• **EXTRACTED INFORMATION**
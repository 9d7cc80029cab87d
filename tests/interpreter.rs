use std::cell::RefCell;
use std::io::{self, Write};
use std::rc::Rc;

use klox::interpreter::Interpreter;
use klox::parser::Parser;
use klox::resolver::Resolver;
use klox::scanner::Scanner;
use klox::token::Token;

/// Shared in-memory sink standing in for stdout.
#[derive(Clone, Default)]
struct SharedBuf(Rc<RefCell<Vec<u8>>>);

impl Write for SharedBuf {
    fn write(&mut self, buf: &[u8]) -> io::Result<usize> {
        self.0.borrow_mut().extend_from_slice(buf);
        Ok(buf.len())
    }

    fn flush(&mut self) -> io::Result<()> {
        Ok(())
    }
}

impl SharedBuf {
    fn contents(&self) -> String {
        String::from_utf8(self.0.borrow().clone()).unwrap()
    }
}

/// Run a program through the whole pipeline; returns what it printed and the
/// rendered runtime error, if any.
fn run(source: &str) -> (String, Option<String>) {
    let buf = SharedBuf::default();
    let mut interpreter = Interpreter::with_output(Box::new(buf.clone()));

    let tokens: Vec<Token> = Scanner::new(source).filter_map(Result::ok).collect();

    let (statements, parse_errors) = Parser::new(tokens).parse();
    assert!(
        parse_errors.is_empty(),
        "unexpected parse errors: {:?}",
        parse_errors
    );

    let resolve_errors = Resolver::new(&mut interpreter).resolve(&statements);
    assert!(
        resolve_errors.is_empty(),
        "unexpected resolve errors: {:?}",
        resolve_errors
    );

    let runtime_error = interpreter
        .interpret(&statements)
        .err()
        .map(|e| e.to_string());

    (buf.contents(), runtime_error)
}

fn run_ok(source: &str) -> String {
    let (output, runtime_error) = run(source);
    assert_eq!(runtime_error, None, "unexpected runtime error");
    output
}

fn run_err(source: &str) -> (String, String) {
    let (output, runtime_error) = run(source);
    (output, runtime_error.expect("expected a runtime error"))
}

#[test]
fn hello_world() {
    assert_eq!(run_ok("print \"Hello, world!\";"), "Hello, world!\n");
}

#[test]
fn nested_lexical_scoping() {
    let source = "\
var a = \"global a\";
var b = \"global b\";
var c = \"global c\";
{
  var a = \"outer a\";
  var b = \"outer b\";
  {
    var a = \"inner a\";
    print a;
    print b;
    print c;
  }
  print a;
  print b;
  print c;
}
print a;
print b;
print c;
";

    assert_eq!(
        run_ok(source),
        "inner a\nouter b\nglobal c\nouter a\nouter b\nglobal c\nglobal a\nglobal b\nglobal c\n"
    );
}

#[test]
fn iterative_fibonacci() {
    let source = "\
var a = 0;
var temp;
for (var b = 1; a < 1000; b = temp + b) {
  print a;
  temp = a;
  a = b;
}
";

    let expected = [
        0, 1, 1, 2, 3, 5, 8, 13, 21, 34, 55, 89, 144, 233, 377, 610, 987,
    ]
    .iter()
    .map(|n| format!("{}\n", n))
    .collect::<String>();

    assert_eq!(run_ok(source), expected);
}

#[test]
fn counter_closures_share_their_defining_scope() {
    let source = "\
fun makeCounter() {
  var i = 0;
  fun count() {
    i = i + 1;
    print i;
  }
  return count;
}
var counter = makeCounter();
counter();
counter();
";

    assert_eq!(run_ok(source), "1\n2\n");
}

#[test]
fn separate_invocations_get_fresh_state() {
    let source = "\
fun makeCounter() {
  var i = 0;
  fun count() {
    i = i + 1;
    print i;
  }
  return count;
}
var first = makeCounter();
first();
first();
var second = makeCounter();
second();
";

    assert_eq!(run_ok(source), "1\n2\n1\n");
}

#[test]
fn closures_capture_the_scope_at_declaration_time() {
    let source = "\
var a = \"global\";
{
  fun showA() {
    print a;
  }
  showA();
  var a = \"block\";
  showA();
}
";

    assert_eq!(run_ok(source), "global\nglobal\n");
}

#[test]
fn super_dispatches_to_the_parent_method() {
    let source = "\
class Doughnut {
  cook() {
    print \"Fry until golden brown.\";
  }
}
class BostonCream < Doughnut {
  cook() {
    super.cook();
    print \"Pipe full of custard and coat with chocolate.\";
  }
}
BostonCream().cook();
";

    assert_eq!(
        run_ok(source),
        "Fry until golden brown.\nPipe full of custard and coat with chocolate.\n"
    );
}

#[test]
fn methods_are_inherited_through_the_superchain() {
    let source = "\
class A { m() { print \"from A\"; } }
class B < A {}
class C < B {}
C().m();
";

    assert_eq!(run_ok(source), "from A\n");
}

#[test]
fn this_binds_to_the_receiving_instance() {
    let source = "\
class Cake {
  taste() {
    var adjective = \"delicious\";
    print \"The \" + this.flavor + \" cake is \" + adjective + \"!\";
  }
}
var cake = Cake();
cake.flavor = \"German chocolate\";
cake.taste();
";

    assert_eq!(run_ok(source), "The German chocolate cake is delicious!\n");
}

#[test]
fn detached_methods_stay_bound() {
    let source = "\
class Person {
  sayName() {
    print this.name;
  }
}
var jane = Person();
jane.name = \"Jane\";
var method = jane.sayName;
method();
";

    assert_eq!(run_ok(source), "Jane\n");
}

#[test]
fn initializers_run_and_always_return_the_instance() {
    let source = "\
class Point {
  init(x, y) {
    this.x = x;
    this.y = y;
  }
}
var p = Point(3, 4);
print p.x + p.y;
print p.init(0, 0) == p;
";

    assert_eq!(run_ok(source), "7\ntrue\n");
}

#[test]
fn early_return_in_an_initializer_still_yields_the_instance() {
    let source = "\
class Guard {
  init(ok) {
    if (!ok) return;
    this.armed = true;
  }
}
print Guard(false);
";

    assert_eq!(run_ok(source), "Guard instance\n");
}

#[test]
fn number_formatting_trims_integral_fractions() {
    assert_eq!(run_ok("print 1.0; print 1.5; print 2 + 2;"), "1\n1.5\n4\n");
}

#[test]
fn string_concatenation_and_arithmetic() {
    assert_eq!(
        run_ok("print \"foo\" + \"bar\"; print 10 - 4 / 2;"),
        "foobar\n8\n"
    );
}

#[test]
fn truthiness_treats_only_nil_and_false_as_falsy() {
    let source = "\
if (0) print \"zero\";
if (\"\") print \"empty\";
if (nil) print \"nil\"; else print \"no nil\";
if (false) print \"false\"; else print \"no false\";
";

    assert_eq!(run_ok(source), "zero\nempty\nno nil\nno false\n");
}

#[test]
fn logical_operators_short_circuit_to_operand_values() {
    let source = "\
print \"hi\" or 2;
print nil or \"yes\";
print nil and \"never\";
print 1 and 2;
";

    assert_eq!(run_ok(source), "hi\nyes\nnil\n2\n");
}

#[test]
fn equality_is_by_value_for_scalars_and_identity_for_objects() {
    let source = "\
print nil == nil;
print nil == false;
print 1 == 1;
print \"a\" == \"a\";
fun f() {}
print f == f;
class C {}
print C() == C();
";

    assert_eq!(run_ok(source), "true\nfalse\ntrue\ntrue\ntrue\nfalse\n");
}

#[test]
fn stringification_of_callables_and_instances() {
    let source = "\
class Foo {}
fun bar() {}
print Foo;
print Foo();
print bar;
print clock;
";

    assert_eq!(run_ok(source), "Foo\nFoo instance\n<fn bar>\n<native fn>\n");
}

#[test]
fn clock_returns_a_nonnegative_number_of_seconds() {
    assert_eq!(run_ok("print clock() >= 0;"), "true\n");
}

#[test]
fn assignment_is_an_expression_yielding_its_value() {
    assert_eq!(run_ok("var a = 1;\nprint a = 2;\nprint a;"), "2\n2\n");
}

#[test]
fn while_loops_reevaluate_their_condition() {
    let source = "\
var n = 3;
while (n > 0) {
  print n;
  n = n - 1;
}
";

    assert_eq!(run_ok(source), "3\n2\n1\n");
}

#[test]
fn assigning_an_undefined_global_is_a_runtime_error() {
    let (output, error) = run_err("unknown = 1;");

    assert_eq!(output, "");
    assert_eq!(error, "Undefined variable 'unknown'.\n[line 1]");
}

#[test]
fn reading_an_undefined_global_is_a_runtime_error() {
    let (_, error) = run_err("print missing;");

    assert_eq!(error, "Undefined variable 'missing'.\n[line 1]");
}

#[test]
fn calling_a_non_callable_is_a_runtime_error() {
    let (_, error) = run_err("\"totally not a function\"();");

    assert_eq!(error, "Can only call functions and classes.\n[line 1]");
}

#[test]
fn arity_mismatches_are_runtime_errors() {
    let (_, error) = run_err("fun f(a, b) {}\nf(1);");

    assert_eq!(error, "Expected 2 arguments but got 1.\n[line 2]");
}

#[test]
fn unary_and_binary_type_errors() {
    let (_, error) = run_err("print -\"muffin\";");
    assert_eq!(error, "Operand must be a number.\n[line 1]");

    let (_, error) = run_err("print 1 < \"two\";");
    assert_eq!(error, "Operands must be numbers.\n[line 1]");

    let (_, error) = run_err("print 1 + \"two\";");
    assert_eq!(error, "Operands must be two numbers or two strings.\n[line 1]");
}

#[test]
fn property_access_requires_instances() {
    let (_, error) = run_err("print 4.denominator;");
    assert_eq!(error, "Only instances have properties.\n[line 1]");

    let (_, error) = run_err("4.denominator = 1;");
    assert_eq!(error, "Only instances have fields.\n[line 1]");
}

#[test]
fn missing_properties_and_methods_are_runtime_errors() {
    let (_, error) = run_err("class Empty {}\nprint Empty().ghost;");
    assert_eq!(error, "Undefined property 'ghost'.\n[line 2]");

    let source = "\
class Base {}
class Derived < Base {
  m() { return super.ghost(); }
}
Derived().m();
";
    let (_, error) = run_err(source);
    assert_eq!(error, "Undefined property 'ghost'.\n[line 3]");
}

#[test]
fn inheriting_from_a_non_class_is_a_runtime_error() {
    let (_, error) = run_err("var NotAClass = \"so not a class\";\nclass Oops < NotAClass {}");

    assert_eq!(error, "Superclass must be a class.\n[line 2]");
}

#[test]
fn runtime_errors_stop_execution_at_the_failing_statement() {
    let (output, error) = run_err("print \"before\";\nprint missing;\nprint \"after\";");

    assert_eq!(output, "before\n");
    assert_eq!(error, "Undefined variable 'missing'.\n[line 2]");
}

#[test]
fn return_unwinds_nested_blocks_and_loops() {
    let source = "\
fun find() {
  for (var i = 0; i < 10; i = i + 1) {
    if (i == 3) {
      return i;
    }
  }
  return -1;
}
print find();
";

    assert_eq!(run_ok(source), "3\n");
}

#[test]
fn functions_without_a_return_yield_nil() {
    assert_eq!(run_ok("fun quiet() {}\nprint quiet();"), "nil\n");
}

#[test]
fn recursion_works_through_the_declaring_scope() {
    let source = "\
fun fib(n) {
  if (n < 2) return n;
  return fib(n - 1) + fib(n - 2);
}
print fib(10);
";

    assert_eq!(run_ok(source), "55\n");
}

• **EXERCISE OBJECTIVE**
Every line in the listing that holds the string "brown" should be copied out.

• **ANSWER BOX**
    print \"Fry until golden brown.\";
        "Fry until golden brown.\nPipe full of custard and coat with chocolate.\n"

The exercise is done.